[Collected data]
==============================

//! Ports, their direction and link targets.
//!
//! A [`Port`] is a named, typed attachment point owned by a module. Links are
//! recorded only on the source side: an [`Direction::Out`] port carries a
//! [`PortRef`] naming the port it feeds, while the receiving port is merely
//! marked [`Direction::In`] and does not know who points at it.

use std::{fmt, str::FromStr};

use thiserror::Error;

/// Type label given to ports whose type was never specified.
pub const UNKNOWN_TYPE: &str = "unknown";

/// The role a port plays in the wiring diagram.
#[derive(Debug, Clone, Copy, Default, PartialEq, Eq, Hash)]
pub enum Direction {
    /// Unconnected, or never initialized.
    #[default]
    None,
    /// Passive endpoint of some other port's link.
    In,
    /// Source of a link; the destination is stored on the port.
    Out,
}

impl Direction {
    /// Returns the lowercase name used in the backing file and in listings.
    pub fn as_str(&self) -> &'static str {
        match self {
            Direction::None => "none",
            Direction::In => "in",
            Direction::Out => "out",
        }
    }
}

impl fmt::Display for Direction {
    fn fmt(&self, f: &mut fmt::Formatter<'_>) -> fmt::Result {
        f.write_str(self.as_str())
    }
}

/// Error returned when a string does not name a [`Direction`].
#[derive(Debug, Clone, PartialEq, Eq, Error)]
#[error("unknown port direction `{0}`")]
pub struct UnknownDirection(pub String);

impl FromStr for Direction {
    type Err = UnknownDirection;

    fn from_str(s: &str) -> Result<Self, Self::Err> {
        match s {
            "none" => Ok(Direction::None),
            "in" => Ok(Direction::In),
            "out" => Ok(Direction::Out),
            other => Err(UnknownDirection(other.to_owned())),
        }
    }
}

/// A `(module, port)` pair naming the far end of a link.
///
/// # Examples
///
/// ```
/// use portlink_core::PortRef;
///
/// let target = PortRef::new("Mixer", "left");
/// assert_eq!(target.to_string(), "Mixer::left");
/// ```
#[derive(Debug, Clone, Default, PartialEq, Eq, Hash)]
pub struct PortRef {
    module: String,
    port: String,
}

impl PortRef {
    /// Creates a reference to `port` on `module`.
    pub fn new(module: impl Into<String>, port: impl Into<String>) -> Self {
        Self {
            module: module.into(),
            port: port.into(),
        }
    }

    /// Returns the module name.
    pub fn module(&self) -> &str {
        &self.module
    }

    /// Returns the port name.
    pub fn port(&self) -> &str {
        &self.port
    }

    /// Returns `true` if both halves are empty.
    pub fn is_empty(&self) -> bool {
        self.module.is_empty() && self.port.is_empty()
    }
}

impl fmt::Display for PortRef {
    fn fmt(&self, f: &mut fmt::Formatter<'_>) -> fmt::Result {
        write!(f, "{}::{}", self.module, self.port)
    }
}

/// A named, typed attachment point on a module.
///
/// The mutators keep the link invariant intact: only an [`Direction::Out`]
/// port carries a destination. [`Port::restore`] is the single escape hatch,
/// used when reloading whatever the backing file recorded.
#[derive(Debug, Clone, PartialEq, Eq)]
pub struct Port {
    name: String,
    type_name: String,
    direction: Direction,
    destination: Option<PortRef>,
}

impl Port {
    /// Creates an unconnected port of [`UNKNOWN_TYPE`].
    pub fn new(name: impl Into<String>) -> Self {
        Self {
            name: name.into(),
            type_name: UNKNOWN_TYPE.to_owned(),
            direction: Direction::None,
            destination: None,
        }
    }

    pub fn name(&self) -> &str {
        &self.name
    }

    pub fn type_name(&self) -> &str {
        &self.type_name
    }

    pub fn direction(&self) -> Direction {
        self.direction
    }

    /// Returns the recorded destination, whatever the direction.
    pub fn destination(&self) -> Option<&PortRef> {
        self.destination.as_ref()
    }

    /// Returns the destination of a live outgoing link.
    ///
    /// A link is live when the port is [`Direction::Out`] and the destination
    /// names a module.
    pub fn live_destination(&self) -> Option<&PortRef> {
        match (&self.direction, &self.destination) {
            (Direction::Out, Some(dest)) if !dest.module().is_empty() => Some(dest),
            _ => None,
        }
    }

    /// Overwrites the type label.
    pub fn set_type(&mut self, type_name: impl Into<String>) {
        self.type_name = type_name.into();
    }

    /// Makes this port the source of a link to `destination`.
    pub fn connect_to(&mut self, destination: PortRef) {
        self.direction = Direction::Out;
        self.destination = Some(destination);
    }

    /// Makes this port a link endpoint, dropping any destination it carried.
    pub fn mark_input(&mut self) {
        self.direction = Direction::In;
        self.destination = None;
    }

    /// Resets the port to [`Direction::None`] without a destination.
    pub fn disconnect(&mut self) {
        self.direction = Direction::None;
        self.destination = None;
    }

    /// Sets every attribute verbatim.
    ///
    /// An empty destination is stored as no destination.
    pub fn restore(
        &mut self,
        type_name: impl Into<String>,
        direction: Direction,
        destination: PortRef,
    ) {
        self.type_name = type_name.into();
        self.direction = direction;
        self.destination = (!destination.is_empty()).then_some(destination);
    }
}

==============================

> **What is expected**
Only a number is wanted here: the count of lines above that hold the word "typed".

> **Result for this task**
2